Two lines mark the range in the entries below: the one holding "of a DynaKube" and the one holding "for (k, v) in". Set down those two and all lines between them, exactly.

━━━━━ RECORDS TO USE

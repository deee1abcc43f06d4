use std::collections::BTreeMap;

use kube::Resource;
use lazy_static::lazy_static;

use super::*;
use crate::errors::*;
use crate::prelude::*;

const MAX_LABEL_VALUE_LENGTH: usize = 63;

lazy_static! {
    static ref LABEL_VALUE_REGEX: Regex = Regex::new(r"^(([A-Za-z0-9][-A-Za-z0-9_.]*)?[A-Za-z0-9])?$").unwrap();
}

// Labels that mark every object created on behalf of a DynaKube
pub fn core_labels(dk_name: &str, component: &str) -> BTreeMap<String, String> {
    BTreeMap::from([
        (APP_KUBERNETES_IO_NAME_KEY.into(), OPERATOR_NAME.into()),
        (APP_KUBERNETES_IO_CREATED_BY_KEY.into(), dk_name.into()),
        (APP_KUBERNETES_IO_MANAGED_BY_KEY.into(), OPERATOR_NAME.into()),
        (APP_KUBERNETES_IO_COMPONENT_KEY.into(), component.into()),
    ])
}

// Objects the webhook creates outside the operator namespace are tied to their DynaKube through
// labels only; owner references can't cross namespaces
pub fn build_object_meta(namespace: &str, name: &str, owner: &impl Resource) -> metav1::ObjectMeta {
    metav1::ObjectMeta {
        namespace: Some(namespace.into()),
        name: Some(name.into()),
        labels: Some(core_labels(&owner.name_any(), WEBHOOK_COMPONENT)),
        ..Default::default()
    }
}

pub fn is_valid_label_value(value: &str) -> bool {
    value.len() <= MAX_LABEL_VALUE_LENGTH && LABEL_VALUE_REGEX.is_match(value)
}

impl<T: Resource> KubeResourceExt for T {
    fn namespaced_name(&self) -> String {
        match self.namespace() {
            Some(ns) => format!("{}/{}", ns, self.name_any()),
            None => self.name_any().clone(),
        }
    }

    fn matches(&self, sel: &metav1::LabelSelector) -> anyhow::Result<bool> {
        if let Some(exprs) = &sel.match_expressions {
            for expr in exprs {
                if !label_expr_match(self.labels(), expr)? {
                    return Ok(false);
                }
            }
        }

        if let Some(labels) = &sel.match_labels {
            for (k, v) in labels {
                if self.labels().get(k) != Some(v) {
                    return Ok(false);
                }
            }
        }
        Ok(true)
    }
}

// https://kubernetes.io/docs/concepts/overview/working-with-objects/labels/#set-based-requirement
pub(super) const OPERATOR_IN: &str = "In";
pub(super) const OPERATOR_NOT_IN: &str = "NotIn";
pub(super) const OPERATOR_EXISTS: &str = "Exists";
pub(super) const OPERATOR_DOES_NOT_EXIST: &str = "DoesNotExist";

fn label_expr_match(
    obj_labels: &BTreeMap<String, String>,
    expr: &metav1::LabelSelectorRequirement,
) -> anyhow::Result<bool> {
    let values = expr.values.as_deref().unwrap_or_default();
    let needs_values = matches!(expr.operator.as_str(), OPERATOR_IN | OPERATOR_NOT_IN);
    if needs_values == values.is_empty() {
        bail!(KubernetesError::malformed_label_selector(expr));
    }

    let label = obj_labels.get(&expr.key);
    match expr.operator.as_str() {
        OPERATOR_IN => Ok(label.is_some_and(|v| values.contains(v))),
        OPERATOR_NOT_IN => Ok(!label.is_some_and(|v| values.contains(v))),
        OPERATOR_EXISTS => Ok(label.is_some()),
        OPERATOR_DOES_NOT_EXIST => Ok(label.is_none()),
        _ => bail!(KubernetesError::malformed_label_selector(expr)),
    }
}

━━━━━━━━━━

**YOUR RESPONSE:**
// Labels that mark every object created on behalf of a DynaKube
pub fn core_labels(dk_name: &str, component: &str) -> BTreeMap<String, String> {
    BTreeMap::from([
        (APP_KUBERNETES_IO_NAME_KEY.into(), OPERATOR_NAME.into()),
        (APP_KUBERNETES_IO_CREATED_BY_KEY.into(), dk_name.into()),
        (APP_KUBERNETES_IO_MANAGED_BY_KEY.into(), OPERATOR_NAME.into()),
        (APP_KUBERNETES_IO_COMPONENT_KEY.into(), component.into()),
    ])
}

// Objects the webhook creates outside the operator namespace are tied to their DynaKube through
// labels only; owner references can't cross namespaces
pub fn build_object_meta(namespace: &str, name: &str, owner: &impl Resource) -> metav1::ObjectMeta {
    metav1::ObjectMeta {
        namespace: Some(namespace.into()),
        name: Some(name.into()),
        labels: Some(core_labels(&owner.name_any(), WEBHOOK_COMPONENT)),
        ..Default::default()
    }
}

pub fn is_valid_label_value(value: &str) -> bool {
    value.len() <= MAX_LABEL_VALUE_LENGTH && LABEL_VALUE_REGEX.is_match(value)
}

impl<T: Resource> KubeResourceExt for T {
    fn namespaced_name(&self) -> String {
        match self.namespace() {
            Some(ns) => format!("{}/{}", ns, self.name_any()),
            None => self.name_any().clone(),
        }
    }

    fn matches(&self, sel: &metav1::LabelSelector) -> anyhow::Result<bool> {
        if let Some(exprs) = &sel.match_expressions {
            for expr in exprs {
                if !label_expr_match(self.labels(), expr)? {
                    return Ok(false);
                }
            }
        }

        if let Some(labels) = &sel.match_labels {
            for (k, v) in labels {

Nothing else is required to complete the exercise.